Honolulu Star Advertiser, January 17, 2014  – Neighbors of a planned Kakaako workforce housing condominium tower approved by a state agency last month are appealing the decision, calling it an abuse of discretion that violates state law and numerous agency rules.

The association of apartment owners at Royal Capitol Plaza recently filed a legal petition against the Hawaii Community Development Authority, asking to invalidate a development permit for the second phase of the project at 801 South St.

Royal Capitol residents retained Honolulu attorney Carl Varady, and he filed the petition Jan. 2.
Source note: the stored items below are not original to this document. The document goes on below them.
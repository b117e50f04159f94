//! Per-day activity summaries of a timeline.

use chrono::{DateTime, NaiveDate, Utc};
use serde::{Deserialize, Serialize};
use std::collections::BTreeMap;

use super::builder::Timeline;
use crate::events::ActionKind;

/// Number of entries of one action kind on one UTC day.
#[derive(Debug, Clone, PartialEq, Eq, Serialize, Deserialize)]
pub struct ActivityBucket {
    pub day: NaiveDate,
    pub action_kind: ActionKind,
    pub count: usize,
    pub last_activity: DateTime<Utc>,
}

/// Group entries at or after `since` by `(day, action_kind)`, sorted by day
/// then kind.
pub fn summarize(timeline: &Timeline, since: Option<DateTime<Utc>>) -> Vec<ActivityBucket> {
    let mut buckets: BTreeMap<(NaiveDate, ActionKind), (usize, DateTime<Utc>)> = BTreeMap::new();

    for entry in timeline
        .iter()
        .filter(|entry| since.map_or(true, |since| entry.timestamp >= since))
    {
        let slot = buckets
            .entry((entry.timestamp.date_naive(), entry.action_kind))
            .or_insert((0, entry.timestamp));
        slot.0 += 1;
        slot.1 = slot.1.max(entry.timestamp);
    }

    buckets
        .into_iter()
        .map(|((day, action_kind), (count, last_activity))| ActivityBucket {
            day,
            action_kind,
            count,
            last_activity,
        })
        .collect()
}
“The actions of HCDA in approving the Phase II permit were clearly erroneous, arbitrary and capricious, and characterized by both an abuse of discretion and a clearly unwarranted exercise of discretion,” the petition said.

Allegations in the petition are far-ranging. They include contentions that the HCDA’s approval of the permit was predetermined before public hearings, that the traffic impact from the 1,700 parking stalls in 801 South’s two phases constitutes a public nuisance, that HCDA rules violate the state Constitution and that the Legislature improperly delegated authority to the agency.

HCDA Executive Director Anthony Ching reserved comment and said state attorneys are reviewing the petition.

The developer of 801 South, Downtown Capital LLC, led by local affordable housing developer Marshall Hung, declined comment given that the petition was filed against HCDA.

The $400 million 801 South project comprises two 400-foot residential towers, Tower A and Tower B, and a pair of separate roughly 100-foot-tall parking garages.

20140118_BUS_MAPLGDowntown Capital previously said it planned to start sales for Tower B’s 410 units by March followed by construction sometime between April and September. The first phase of 801 South, Tower A with 635 units, is under construction and was approved by HCDA in late 2012.

The timing of the two phases is one issue being challenged by Royal Capitol. The petition claims that Downtown Capital obtained sewer connection approvals for both towers in May 2012 and let the HCDA know it was seeking to build two towers, though the HCDA didn’t reveal the project’s full scope until after it approved the first tower.

“Artificially breaking a single project into parts for piecemeal consideration seriously impacted ‘meaningful’ community engagement required by (state law governing HCDA),” the petition said. “Petitioners and the public were not fully and fairly informed of the magnitude and, specifically, Phase II, of the project, until late August 2013.”

Other challenges in the petition argue that 801 South doesn’t satisfy HCDA rules regarding recreation space, tower footprint size, driveway positioning, green building standards, curb cut spacing and other design details.

HCDA’s board granted 801 South some rule exemptions under provisions for “workforce housing” projects that don’t use government financing, but make at least 75 percent of units affordable to households earning no more than 140 percent of Honolulu’s median annual income.

Royal Capitol’s petition claims that 318 of Tower B’s 410 units don’t meet the affordability requirement. This argument was made by some Royal Capitol residents at contentious HCDA hearings was and rejected by the agency.

Other Royal Capitol residents complained during hearings that 801 South is ugly and too dense, and creates a wall that blocks views.

Jesse Ryan Allen, a spokesman for the Tower B opposition group Kakaako Cares, said the group doesn’t oppose workforce housing.

“We are workforce people living in Kakaako,” he said in a statement. “We want to see more workforce people move into our neighborhood, but we know very few of them can actually afford a unit in Tower B. We want our future workforce neighbors to have open space, recreational space, designated parking stalls, pedestrian-friendly layouts and all the other ‘smart growth’ visions described in the HCDA Kakaako plans. They don’t need to suffer crowded conditions and parking garage views because they don’t earn enough.”